Nice One, Truly by Alan Morgan

Tone is everything with this piece, the story an almost stream of consciousness ode to the dubious joys of a life online delivered from the viewpoint of an omniscient narrator. The various uses of the internet are satirised and categorised – ‘You have farms to improve and Mafia dons to defeat. You need to know what other people had for dinner.’ – a litany that superficially sounds very bitter, only with an underlying sadness at the vacuity of it all. But then the ground seems to shift, with the narrator plugging into the subject’s paranoia in a feedback loop that grows and grows – ‘We’ll get you on the toilet. We’ll get you when old and leave you for the cats.’ and ‘You know we’re there. You know.’ It becomes dark and minatory. At the end we’re left with the impression of somebody whose whole life has become divorced from reality, siphoned off into some solipsist nightmare where inimical forces plot against them, an existence centred round superficiality and the suggestion that this, and this only, keeps them ‘safe’.

On the Beaten Path by Janos Honkonen

My favourite so far. On the one hand it addresses the standardisation of our everyday lives, the way in which every high street has the same shops and banks and building societies, so that we can get off a bus anywhere and still feel on familiar ground.

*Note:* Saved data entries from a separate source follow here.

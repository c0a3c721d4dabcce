//! Configuration loading from disk and the environment.

use std::fs;
use std::path::Path;

use thiserror::Error;

use crate::config::schema::AppConfig;
use crate::config::validation::{validate_config, ValidationError};

/// Environment variable that overrides `tracing.enabled`.
pub const TRACING_ENABLED_ENV: &str = "METHOD_TRACING_ENABLED";

/// Error type for configuration loading.
#[derive(Debug, Error)]
pub enum ConfigError {
    #[error("IO error: {0}")]
    Io(#[from] std::io::Error),
    #[error("Parse error: {0}")]
    Parse(#[from] toml::de::Error),
    #[error("Validation failed: {}", join(.0))]
    Validation(Vec<ValidationError>),
}

fn join(errors: &[ValidationError]) -> String {
    errors
        .iter()
        .map(ToString::to_string)
        .collect::<Vec<_>>()
        .join(", ")
}

/// Load and validate configuration from a TOML file.
pub fn load_config(path: &Path) -> Result<AppConfig, ConfigError> {
    let mut config = read_config(path)?;
    apply_env_overrides(&mut config, |key| std::env::var(key).ok());
    validate_config(&config).map_err(ConfigError::Validation)?;
    Ok(config)
}

/// Parse a TOML file without applying overrides or validating.
pub fn read_config(path: &Path) -> Result<AppConfig, ConfigError> {
    let content = fs::read_to_string(path)?;
    Ok(toml::from_str(&content)?)
}

/// Parse `path` when given, otherwise start from defaults.
///
/// Callers apply [`apply_env_overrides`] and validate afterwards.
pub fn read_or_default(path: Option<&Path>) -> Result<AppConfig, ConfigError> {
    match path {
        Some(path) => read_config(path),
        None => Ok(AppConfig::default()),
    }
}

/// Apply environment overrides using `lookup` to read variables.
pub fn apply_env_overrides<F>(config: &mut AppConfig, lookup: F)
where
    F: Fn(&str) -> Option<String>,
{
    let Some(raw) = lookup(TRACING_ENABLED_ENV) else {
        return;
    };

    match parse_flag(&raw) {
        Some(enabled) => config.tracing.enabled = enabled,
        None => tracing::warn!(
            variable = TRACING_ENABLED_ENV,
            value = %raw,
            "Ignoring unrecognised boolean"
        ),
    }
}

/// Parse a permissive boolean (`1/true/yes/on`, `0/false/no/off`).
pub fn parse_flag(raw: &str) -> Option<bool> {
    match raw.trim().to_ascii_lowercase().as_str() {
        "1" | "true" | "yes" | "on" => Some(true),
        "0" | "false" | "no" | "off" => Some(false),
        _ => None,
    }
}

On the other it tackles the old adage about staying on the beaten path, suggesting that by doing so we initiate a cycle whereby our world is constantly shrinking, a process hastened by economic downturns. The perimeters of our existence close in, and every day new possibilities, other options, are denied to us. Eventually it gets to the point where we can’t even imagine anything other than our own little corner of reality. This story takes the idea of the shrinking world and turns it on its head.